Member of Parliament for Sedgefield
- In office 15 November 1922 – 6 December 1923
- Preceded by: Rowland Burdon
- Succeeded by: Leonard Ropner
- Majority: 689 (3.1%)
- In office 30 May 1929 – 27 October 1931
- Preceded by: Leonard Ropner
- Succeeded by: Roland Jennings
- Majority: 2,706 (8.2%)

Personal details
- Born: John Herriotts 13 September 1874 Tredegar, England
- Died: 27 June 1935 (aged 60)
- Party: Labour

= John Herriotts =

English politician (1874–1935)

John Herriotts (13 September 1874 – 27 June 1935) was a Labour Party politician in the United Kingdom.

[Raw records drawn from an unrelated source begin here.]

use super::{Dashboard, DashboardState};
use crate::api::{
    CurrentPayload, Endpoint, WeatherApi, decode_current, decode_daily, decode_hourly,
};
use crate::error::Result;
use crate::logging::{LogContext, StructuredLogger, get_logger_with_context};
use crate::reconcile::{
    AvailabilitySnapshot, Resolver, assess_forecast, assess_station, compute_availability,
};
use crate::ui::{ViewTree, WindUnit, apply_adaptations, decide_adaptations, render};
use chrono::Utc;
use std::sync::atomic::{AtomicBool, Ordering};

pub const STATUS_PARTIAL: &str = "⚠️ Ofullständig väderdata";

#[derive(Debug, Clone, PartialEq, Eq)]
pub enum RefreshOutcome {
    /// All three resources arrived; `degraded` names sections that were
    /// malformed and replaced by placeholders
    Completed { degraded: Vec<&'static str> },
    /// Another refresh was still running
    Skipped,
}

/// Clears the in-flight flag however the cycle ends
struct InFlight<'a>(&'a AtomicBool);

impl<'a> InFlight<'a> {
    fn acquire(flag: &'a AtomicBool) -> Option<Self> {
        flag.compare_exchange(false, true, Ordering::AcqRel, Ordering::Acquire)
            .ok()
            .map(|_| InFlight(flag))
    }
}

impl Drop for InFlight<'_> {
    fn drop(&mut self) {
        self.0.store(false, Ordering::Release);
    }
}

impl<A: WeatherApi> Dashboard<A> {
    /// One data refresh cycle.
    ///
    /// A transport failure on any of the three fetches abandons the whole
    /// cycle: nothing but the status line changes and the error is
    /// returned. Malformed sections only degrade themselves.
    pub async fn refresh(&self) -> Result<RefreshOutcome> {
        let Some(_guard) = InFlight::acquire(&self.in_flight) else {
            self.logger
                .debug("Refresh requested while another is in flight, skipping");
            self.state.lock().await.skipped_cycles += 1;
            return Ok(RefreshOutcome::Skipped);
        };

        let logger = get_logger_with_context(
            LogContext::new("dashboard").with_cycle_id(uuid::Uuid::new_v4().to_string()),
        );
        logger.debug("Refresh cycle started");

        let fetched = tokio::try_join!(
            self.api.fetch(Endpoint::Current),
            self.api.fetch(Endpoint::Forecast),
            self.api.fetch(Endpoint::Daily),
        );
        let (current, hourly, daily) = match fetched {
            Ok(bodies) => bodies,
            Err(e) => {
                logger.error(&format!("Refresh cycle abandoned: {}", e));
                let status = render::error_status(&e);
                let mut state = self.state.lock().await;
                state.failed_cycles += 1;
                state.status_text = status.clone();
                let mut view = self.view.lock().await;
                render::render_status(&mut *view, &status);
                return Err(e);
            }
        };

        let mut degraded = Vec::new();
        let payload = match decode_current(&current) {
            Ok(p) => {
                if p.forecast.is_none() {
                    logger.warn("Current payload has no forecast section");
                }
                Some(p)
            }
            Err(e) => {
                logger.warn(&e.to_string());
                degraded.push("current");
                None
            }
        };
        let hourly = decode_hourly(&hourly)
            .map_err(|e| {
                logger.warn(&e.to_string());
                degraded.push("hourly");
            })
            .ok();
        let daily = decode_daily(&daily)
            .map_err(|e| {
                logger.warn(&e.to_string());
                degraded.push("daily");
            })
            .ok();

        let mut state = self.state.lock().await;
        let mut view = self.view.lock().await;

        self.reconcile(&mut state, &mut view, payload.as_ref(), &logger);
        render::render_hourly(&mut *view, hourly.as_deref(), state.wind_unit);
        render::render_daily(&mut *view, daily.as_deref());

        let status = match payload.as_ref() {
            None => STATUS_PARTIAL.to_string(),
            Some(p) => p
                .status
                .as_deref()
                .map(str::trim)
                .filter(|s| !s.is_empty())
                .unwrap_or(render::STATUS_UPDATED)
                .to_string(),
        };
        render::render_status(&mut *view, &status);

        let now = Utc::now();
        render::render_last_update(&mut *view, now, self.tz);
        state.last_update = Some(now);
        state.status_text = status;
        state.completed_cycles += 1;

        logger.info(&format!(
            "Refresh cycle completed (station_available={}, degraded={:?})",
            state.station_available(),
            degraded
        ));
        Ok(RefreshOutcome::Completed { degraded })
    }

    /// Rebuild availability from the payload, adapt the layout and render
    /// current conditions.
    fn reconcile(
        &self,
        state: &mut DashboardState,
        view: &mut ViewTree,
        payload: Option<&CurrentPayload>,
        logger: &StructuredLogger,
    ) {
        match payload {
            Some(p) => {
                state.station.update_from(p);
                if let Some(cfg) = p.config.as_ref() {
                    if let Some(unit) = cfg.wind_unit.as_deref() {
                        match WindUnit::parse(unit) {
                            Some(u) => state.wind_unit = u,
                            None => logger.warn(&format!("Unknown wind unit '{}'", unit)),
                        }
                    }
                    state.config = Some(cfg.clone());
                }
                state.availability = compute_availability(p);
                state.station_quality = p.station.as_ref().map(assess_station);
                state.forecast_quality = p.forecast.as_ref().map(assess_forecast);
                if let Some(q) = state.station_quality.as_ref().filter(|q| !q.issues.is_empty()) {
                    logger.debug(&format!("Station data issues: {}", q.issues.join(", ")));
                }
            }
            None => {
                state.availability = AvailabilitySnapshot::default();
                state.station_quality = None;
                state.forecast_quality = None;
            }
        }

        let station_available = state.station_available();
        let adaptation = decide_adaptations(station_available, &state.availability, &self.labels);
        logger.debug(&format!(
            "Adaptation: station_available={}, availability={:?}",
            station_available, state.availability
        ));
        apply_adaptations(view, &adaptation);

        let Some(p) = payload else {
            return;
        };
        let resolver = Resolver::new(&state.availability, state.station);
        render::render_current(view, p, &resolver, state.wind_unit, self.tz);

        if let Some(theme) = p.theme.as_deref().map(str::trim).filter(|t| !t.is_empty()) {
            self.switch_theme(state, view, theme);
        }
    }
}

#[cfg(test)]
mod tests {
    use super::*;

    #[test]
    fn in_flight_flag_released_on_drop() {
        let flag = AtomicBool::new(false);
        {
            let guard = InFlight::acquire(&flag);
            assert!(guard.is_some());
            assert!(InFlight::acquire(&flag).is_none());
        }
        assert!(!flag.load(Ordering::Acquire));
        assert!(InFlight::acquire(&flag).is_some());
    }
}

Born in Tredegar, in Monmouthshire, Herriotts moved to County Durham to work at the Windlestone Colliery, and was later elected as checkweighman.

Herriotts was a supporter of the Labour Party, and served on Durham County Council from 1907 to 1918. He was elected as Member of Parliament (MP) for Sedgefield in County Durham at the 1922 general election, with a majority of only 689 votes. He was defeated at the 1923 general election, losing by six votes to the Conservative Party candidate, Leonard Ropner.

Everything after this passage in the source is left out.